Pasy w doskonale dobranych kolach, do tego z jedynie słusznym kolorem głównym. Moja młodsza córka na wszystkie paski, nawet w najpiękniejszych kolorach mówi beeeeee..., bo pogrubiają, choć ona bardzo szczupła. Otóż donoszę córci i innym, że skośne pasy, tak ułożone, wyszczuplają optycznie. Jeśli ktoś zdecyduje się na taki rewelacyjny ciuch, to podrzucam linka ze wzorem, ale po rosyjsku.
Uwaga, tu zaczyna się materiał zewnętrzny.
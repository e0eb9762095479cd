// ============================================================
// Layer 5 — Dense Network Component
// ============================================================
// A plain multi-layer perceptron built from burn::nn::Linear.
// Used for both the encoder role (examples → knowledge
// vectors) and the classifier role (mixed rows → scores).
//
//   layer_sizes = [in, h1, h2, ..., out]
//   x → Linear → ReLU → Linear → ReLU → ... → Linear
//
// No activation after the last layer: classifier outputs are
// pre-sigmoid scores.

use anyhow::{Context, Result};
use burn::{
    nn::{Linear, LinearConfig},
    prelude::*,
    tensor::activation::relu,
};
use serde::{Deserialize, Serialize};

use crate::infra::codec::{decode_value, encode_value};
use crate::ml::capability::{as_rows, Net, Typed};
use crate::ml::weights::{decode_weights, encode_weights, linear_shapes, ParamShapes};

#[derive(Config, Debug)]
pub struct DenseNetConfig {
    /// Input width followed by the width of every layer's output.
    pub layer_sizes: Vec<usize>,
}

impl DenseNetConfig {
    pub fn init<B: Backend>(&self, device: &B::Device) -> DenseNet<B> {
        let linears = self
            .layer_sizes
            .windows(2)
            .map(|w| LinearConfig::new(w[0], w[1]).init(device))
            .collect();
        DenseNet {
            config: self.clone(),
            layers: DenseLayers { linears },
        }
    }

    pub fn input_dim(&self) -> usize {
        self.layer_sizes.first().copied().unwrap_or(0)
    }

    pub fn output_dim(&self) -> usize {
        self.layer_sizes.last().copied().unwrap_or(0)
    }
}

#[derive(Module, Debug)]
pub struct DenseLayers<B: Backend> {
    pub linears: Vec<Linear<B>>,
}

impl<B: Backend> DenseLayers<B> {
    pub fn forward(&self, x: Tensor<B, 2>) -> Tensor<B, 2> {
        let last = self.linears.len().saturating_sub(1);
        self.linears
            .iter()
            .enumerate()
            .fold(x, |x, (i, layer)| {
                let y = layer.forward(x);
                if i < last { relu(y) } else { y }
            })
    }
}

impl<B: Backend> ParamShapes<B> for DenseLayers<B> {
    fn param_shapes(&self) -> Vec<Vec<usize>> {
        self.linears.iter().flat_map(|l| linear_shapes(&l.weight, &l.bias)).collect()
    }

    fn record_shapes(record: &Self::Record) -> Vec<Vec<usize>> {
        record.linears.iter().flat_map(|l| linear_shapes(&l.weight, &l.bias)).collect()
    }
}

/// Architecture plus parameters. The config travels with the
/// weights so a decoder can rebuild the layer stack first.
#[derive(Debug, Clone)]
pub struct DenseNet<B: Backend> {
    config: DenseNetConfig,
    layers: DenseLayers<B>,
}

#[derive(Serialize, Deserialize)]
pub(crate) struct DensePayload {
    pub(crate) config:  DenseNetConfig,
    pub(crate) weights: Vec<u8>,
}

impl<B: Backend> DenseNet<B> {
    pub const SERIALIZER_TYPE: &'static str = "fontshot.DenseNet";

    pub fn config(&self) -> &DenseNetConfig {
        &self.config
    }

    pub fn layers(&self) -> &DenseLayers<B> {
        &self.layers
    }

    /// Rebuild a DenseNet from the payload written by `encode()`.
    pub fn decode(bytes: &[u8], device: &B::Device) -> Result<Self> {
        let payload: DensePayload = decode_value(bytes).context("DenseNet payload")?;
        let skeleton = payload.config.init::<B>(device);
        let layers = decode_weights(skeleton.layers, payload.weights, device)
            .context("DenseNet weights")?;
        Ok(Self { config: payload.config, layers })
    }
}

impl<B: Backend> Typed for DenseNet<B> {
    fn serializer_type(&self) -> &'static str {
        Self::SERIALIZER_TYPE
    }

    fn encode(&self) -> Result<Vec<u8>> {
        let payload = DensePayload {
            config:  self.config.clone(),
            weights: encode_weights::<B, _>(&self.layers)?,
        };
        encode_value(&payload)
    }
}

impl<B: Backend> Net<B> for DenseNet<B> {
    fn apply(&self, input: Tensor<B, 1>, rows: usize) -> Tensor<B, 1> {
        self.layers.forward(as_rows(input, rows)).flatten(0, 1)
    }
}

#[cfg(test)]
mod tests {
    use super::*;
    use burn::backend::NdArray;

    type TestBackend = NdArray;

    fn to_vec(t: Tensor<TestBackend, 1>) -> Vec<f32> {
        t.into_data().to_vec::<f32>().unwrap()
    }

    #[test]
    fn test_output_has_one_row_per_input_row() {
        let device = Default::default();
        let net = DenseNetConfig::new(vec![3, 5, 2]).init::<TestBackend>(&device);
        let input = Tensor::<TestBackend, 1>::from_floats([0.1, 0.2, 0.3, 0.4, 0.5, 0.6], &device);

        let out = net.apply(input, 2);
        assert_eq!(out.dims(), [4]);
        assert_eq!(net.config().input_dim(), 3);
        assert_eq!(net.config().output_dim(), 2);
    }

    #[test]
    fn test_layer_count_matches_config() {
        let device = Default::default();
        let net = DenseNetConfig::new(vec![4, 8, 8, 1]).init::<TestBackend>(&device);
        assert_eq!(net.layers().linears.len(), 3);
    }

    #[test]
    fn test_decode_restores_identical_outputs() {
        let device = Default::default();
        let net = DenseNetConfig::new(vec![2, 6, 3]).init::<TestBackend>(&device);
        let bytes = net.encode().unwrap();
        let back = DenseNet::<TestBackend>::decode(&bytes, &device).unwrap();

        let input = Tensor::<TestBackend, 1>::from_floats([1.0, -1.0, 0.5, 2.0], &device);
        assert_eq!(to_vec(net.apply(input.clone(), 2)), to_vec(back.apply(input, 2)));
        assert_eq!(back.config().layer_sizes, vec![2, 6, 3]);
        assert_eq!(back.serializer_type(), "fontshot.DenseNet");
    }

    #[test]
    fn test_decode_rejects_garbage() {
        let device = Default::default();
        assert!(DenseNet::<TestBackend>::decode(&[1, 2, 3], &device).is_err());
    }

    fn payload_with_weights(layer_sizes: Vec<usize>, weights: Vec<u8>) -> Vec<u8> {
        encode_value(&DensePayload { config: DenseNetConfig::new(layer_sizes), weights }).unwrap()
    }

    #[test]
    fn test_damaged_weights_are_an_error() {
        let device = Default::default();
        let net = DenseNetConfig::new(vec![2, 2]).init::<TestBackend>(&device);
        let weights = encode_weights::<TestBackend, _>(net.layers()).unwrap();

        for damaged in [weights[..weights.len() / 2].to_vec(), vec![1, 2, 3], vec![]] {
            let bytes = payload_with_weights(vec![2, 2], damaged);
            let err = DenseNet::<TestBackend>::decode(&bytes, &device).unwrap_err();
            assert!(format!("{err:#}").contains("DenseNet weights"), "got: {err:#}");
        }
    }

    #[test]
    fn test_weights_of_another_layout_are_rejected() {
        let device = Default::default();
        let wider = DenseNetConfig::new(vec![3, 3]).init::<TestBackend>(&device);
        let deeper = DenseNetConfig::new(vec![2, 2, 2]).init::<TestBackend>(&device);

        for other in [wider, deeper] {
            let weights = encode_weights::<TestBackend, _>(other.layers()).unwrap();
            let bytes = payload_with_weights(vec![2, 2], weights);
            let err = DenseNet::<TestBackend>::decode(&bytes, &device).unwrap_err();
            assert!(format!("{err:#}").contains("stored weights have shapes"), "got: {err:#}");
        }
    }
}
Wprawdzie Swietłana szydełkuje takie koronkowe sukienki free style najczęściej, ale moja uwagę przyciągnęły jej kiecki z elementów ciasno zabudowanych, z których tworzy naprawdę genialne sukienki, a jeszcze biorąc pod uwagę, że to właściwie rzadkość, szydełkowe i niekoronkowe, to lubię ja te jej rzeczy bardzo, bo już myślałam że tylko ja ciuchy nieprześwitujące szydełkuję.
Taki rozmyty niebieski toleruję, bo jak wiecie niebieski niebieściuchny mnie odrzuca. Toleruję ten tu, szczególnie w tych ogromnych warkoczach i na tych opalonych plecach, bo pięknie odbija.